*TRY IT*.
Find every line below where the string "open" shows up, and copy those lines.

Items listed in a dataset:
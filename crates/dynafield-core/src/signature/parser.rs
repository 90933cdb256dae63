//! Parser for Rust-style function signature text

use super::{FunctionSignature, Parameter, TypeAnnotation};
use crate::error::{Error, Result};
use serde_json::Value;

pub(super) fn parse_signature(source: &str) -> Result<FunctionSignature> {
    let mut parser = Parser { src: source, pos: 0 };
    let signature = parser.signature()?;
    tracing::trace!(name = %signature.name, params = signature.params.len(), "parsed signature");
    Ok(signature)
}

struct Parser<'a> {
    src: &'a str,
    pos: usize,
}

impl<'a> Parser<'a> {
    fn error(&self, message: impl Into<String>) -> Error {
        Error::SignatureParse {
            offset: self.pos,
            message: message.into(),
        }
    }

    fn rest(&self) -> &'a str {
        &self.src[self.pos..]
    }

    fn skip_ws(&mut self) {
        let trimmed = self.rest().trim_start();
        self.pos = self.src.len() - trimmed.len();
    }

    fn peek(&mut self) -> Option<char> {
        self.skip_ws();
        self.rest().chars().next()
    }

    fn eat(&mut self, c: char) -> bool {
        if self.peek() == Some(c) {
            self.pos += c.len_utf8();
            true
        } else {
            false
        }
    }

    fn eat_str(&mut self, s: &str) -> bool {
        self.skip_ws();
        if self.rest().starts_with(s) {
            self.pos += s.len();
            true
        } else {
            false
        }
    }

    fn expect(&mut self, c: char) -> Result<()> {
        if self.eat(c) {
            Ok(())
        } else {
            let found = self.peek().map_or_else(|| "end of input".to_string(), |f| format!("'{f}'"));
            Err(self.error(format!("expected '{c}', found {found}")))
        }
    }

    fn ident(&mut self) -> Result<String> {
        self.skip_ws();
        let rest = self.rest();
        let len = rest
            .char_indices()
            .take_while(|(_, c)| c.is_alphanumeric() || *c == '_')
            .map(|(i, c)| i + c.len_utf8())
            .last()
            .unwrap_or(0);
        let ident = &rest[..len];
        if ident.is_empty() || ident.starts_with(|c: char| c.is_ascii_digit()) {
            return Err(self.error("expected identifier"));
        }
        self.pos += len;
        Ok(ident.to_string())
    }

    /// Consume `word` only when it stands alone as a keyword
    fn keyword(&mut self, word: &str) -> bool {
        self.skip_ws();
        let standalone = match self.rest().strip_prefix(word) {
            Some(after) => after
                .chars()
                .next()
                .map_or(true, |c| !(c.is_alphanumeric() || c == '_')),
            None => false,
        };
        if standalone {
            self.pos += word.len();
        }
        standalone
    }

    fn lifetime(&mut self) -> Result<bool> {
        if self.eat('\'') {
            self.ident()?;
            Ok(true)
        } else {
            Ok(false)
        }
    }

    fn string_literal(&mut self) -> Result<String> {
        if self.peek() != Some('"') {
            return Err(self.error("expected string literal"));
        }
        let start = self.pos;
        let mut escaped = false;
        for (i, c) in self.rest().char_indices().skip(1) {
            match c {
                _ if escaped => escaped = false,
                '\\' => escaped = true,
                '"' => {
                    let end = start + i + 1;
                    let literal = &self.src[start..end];
                    let value: String = serde_json::from_str(literal)
                        .map_err(|e| self.error(format!("invalid string literal: {e}")))?;
                    self.pos = end;
                    return Ok(value);
                }
                _ => {}
            }
        }
        Err(self.error("unterminated string literal"))
    }

    fn signature(&mut self) -> Result<FunctionSignature> {
        if self.keyword("pub") && self.peek() == Some('(') {
            self.skip_balanced('(', ')')?;
        }
        for qualifier in ["const", "async", "unsafe"] {
            self.keyword(qualifier);
        }
        self.keyword("fn");
        let name = self.ident()?;
        if self.peek() == Some('<') {
            self.skip_balanced('<', '>')?;
        }
        self.expect('(')?;
        let params = self.params()?;
        if self.eat_str("->") {
            self.type_annotation()?;
        }

        self.skip_ws();
        let rest = self.rest().trim();
        if !(rest.is_empty() || rest == ";" || rest.starts_with('{') || rest.starts_with("where")) {
            return Err(self.error(format!("unexpected trailing input '{rest}'")));
        }

        Ok(FunctionSignature { name, params })
    }

    fn params(&mut self) -> Result<Vec<Parameter>> {
        let mut params = Vec::new();
        loop {
            if self.eat(')') {
                return Ok(params);
            }
            if let Some(param) = self.param()? {
                if params.iter().any(|p: &Parameter| p.name == param.name) {
                    return Err(self.error(format!("duplicate parameter '{}'", param.name)));
                }
                params.push(param);
            }
            if !self.eat(',') {
                self.expect(')')?;
                return Ok(params);
            }
        }
    }

    /// One parameter, or `None` for a `self` receiver
    fn param(&mut self) -> Result<Option<Parameter>> {
        let start = self.pos;
        if self.eat('&') {
            self.lifetime()?;
        }
        self.keyword("mut");
        if self.keyword("self") {
            if self.eat(':') {
                self.type_annotation()?;
            }
            return Ok(None);
        }
        self.pos = start;

        self.keyword("mut");
        let name = self.ident()?;
        self.expect(':')?;
        let annotation = self.type_annotation()?;
        let default = if self.eat('=') { Some(self.default_value()?) } else { None };
        Ok(Some(Parameter {
            name,
            annotation,
            default,
        }))
    }

    /// Raw default text up to the next top-level `,` or `)`, read as JSON
    fn default_value(&mut self) -> Result<Value> {
        self.skip_ws();
        let start = self.pos;
        let mut depth = 0usize;
        let mut in_string = false;
        let mut escaped = false;
        let mut end = self.src.len();

        for (i, c) in self.rest().char_indices() {
            if in_string {
                match c {
                    _ if escaped => escaped = false,
                    '\\' => escaped = true,
                    '"' => in_string = false,
                    _ => {}
                }
                continue;
            }
            match c {
                '"' => in_string = true,
                '[' | '{' | '(' => depth += 1,
                ']' | '}' if depth > 0 => depth -= 1,
                ')' if depth > 0 => depth -= 1,
                ',' | ')' if depth == 0 => {
                    end = start + i;
                    break;
                }
                _ => {}
            }
        }

        let text = self.src[start..end].trim();
        if text.is_empty() {
            return Err(self.error("missing default value after '='"));
        }
        let value = match text {
            "None" => Value::Null,
            _ => serde_json::from_str(text)
                .map_err(|e| self.error(format!("default '{text}' is not a JSON value: {e}")))?,
        };
        self.pos = end;
        Ok(value)
    }

    fn type_annotation(&mut self) -> Result<TypeAnnotation> {
        match self.peek() {
            Some('"') => {
                let mut values = vec![self.string_literal()?];
                while self.eat('|') {
                    values.push(self.string_literal()?);
                }
                Ok(TypeAnnotation::Literal(values))
            }
            Some('&') => {
                self.eat('&');
                self.lifetime()?;
                self.keyword("mut");
                self.type_annotation()
            }
            Some('[') => {
                self.eat('[');
                let inner = self.type_annotation()?;
                if self.eat(';') {
                    self.skip_until(']')?;
                }
                self.expect(']')?;
                Ok(TypeAnnotation::Slice(Box::new(inner)))
            }
            Some('(') => {
                self.eat('(');
                let mut items = Vec::new();
                while !self.eat(')') {
                    items.push(self.type_annotation()?);
                    if !self.eat(',') {
                        self.expect(')')?;
                        break;
                    }
                }
                Ok(TypeAnnotation::Tuple(items))
            }
            Some('{') => {
                self.eat('{');
                let mut fields = Vec::new();
                while !self.eat('}') {
                    let name = self.ident()?;
                    self.expect(':')?;
                    let ty = self.type_annotation()?;
                    fields.push((name, ty));
                    if !self.eat(',') {
                        self.expect('}')?;
                        break;
                    }
                }
                Ok(TypeAnnotation::Struct(fields))
            }
            Some(_) => {
                self.keyword("dyn");
                self.keyword("impl");
                let mut segments = vec![self.ident()?];
                while self.eat_str("::") {
                    segments.push(self.ident()?);
                }
                let mut args = Vec::new();
                if self.eat('<') {
                    while !self.eat('>') {
                        if !self.lifetime()? {
                            args.push(self.type_annotation()?);
                        }
                        if !self.eat(',') {
                            self.expect('>')?;
                            break;
                        }
                    }
                }
                Ok(TypeAnnotation::Path { segments, args })
            }
            None => Err(self.error("expected a type")),
        }
    }

    fn skip_until(&mut self, close: char) -> Result<()> {
        match self.rest().find(close) {
            Some(offset) => {
                self.pos += offset;
                Ok(())
            }
            None => Err(self.error(format!("expected '{close}'"))),
        }
    }

    fn skip_balanced(&mut self, open: char, close: char) -> Result<()> {
        self.expect(open)?;
        let mut depth = 1usize;
        for (i, c) in self.rest().char_indices() {
            if c == open {
                depth += 1;
            } else if c == close {
                depth -= 1;
                if depth == 0 {
                    self.pos += i + c.len_utf8();
                    return Ok(());
                }
            }
        }
        Err(self.error(format!("unbalanced '{open}'")))
    }
}

#[cfg(test)]
mod tests {
    use super::*;
    use serde_json::json;

    #[test]
    fn test_parse_full_signature() {
        let signature = parse_signature(
            r#"pub async fn create_user(&self, name: String, age: i64, rating: f64 = 4.5,
                status: "new" | "active" = "active", tags: Option<Vec<String>>) -> Result<(), Error>"#,
        )
        .unwrap();
        assert_eq!(signature.name, "create_user");
        let names: Vec<_> = signature.params.iter().map(|p| p.name.as_str()).collect();
        assert_eq!(names, vec!["name", "age", "rating", "status", "tags"]);
        assert_eq!(signature.params[2].default, Some(json!(4.5)));
        assert_eq!(
            signature.params[3].annotation,
            TypeAnnotation::Literal(vec!["new".into(), "active".into()])
        );
        assert_eq!(signature.params[3].default, Some(json!("active")));
    }

    #[test]
    fn test_parse_references_and_structs() {
        let signature = parse_signature(
            "fn f<'a>(label: &'a str, meta: HashMap<String, serde_json::Value> = {\"a\": [1, 2]}, \
             profile: { first: String, age: u8 }, raw: [u8; 16])",
        )
        .unwrap();
        assert_eq!(signature.params[0].annotation, TypeAnnotation::named("str"));
        assert_eq!(signature.params[1].default, Some(json!({"a": [1, 2]})));
        assert!(matches!(signature.params[2].annotation, TypeAnnotation::Struct(ref fields) if fields.len() == 2));
        assert!(matches!(signature.params[3].annotation, TypeAnnotation::Slice(_)));
    }

    #[test]
    fn test_parse_errors_carry_offset() {
        let err = parse_signature("fn broken(a: i64 b: i64)").unwrap_err();
        match err {
            Error::SignatureParse { offset, .. } => assert_eq!(offset, 17),
            other => panic!("unexpected error {other:?}"),
        }
        assert!(parse_signature("fn f(a: i64 = )").is_err());
        assert!(parse_signature("fn f(a: i64, a: bool)").is_err());
        assert!(parse_signature("fn f(a: \"x\" | )").is_err());
    }

    #[test]
    fn test_none_default_is_null() {
        let signature = parse_signature("fn f(birthday: Option<NaiveDate> = None)").unwrap();
        assert_eq!(signature.params[0].default, Some(Value::Null));
    }
}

*RESULT OF THE EXERCISE*.
    fn skip_balanced(&mut self, open: char, close: char) -> Result<()> {
        self.expect(open)?;
            if c == open {
        Err(self.error(format!("unbalanced '{open}'")))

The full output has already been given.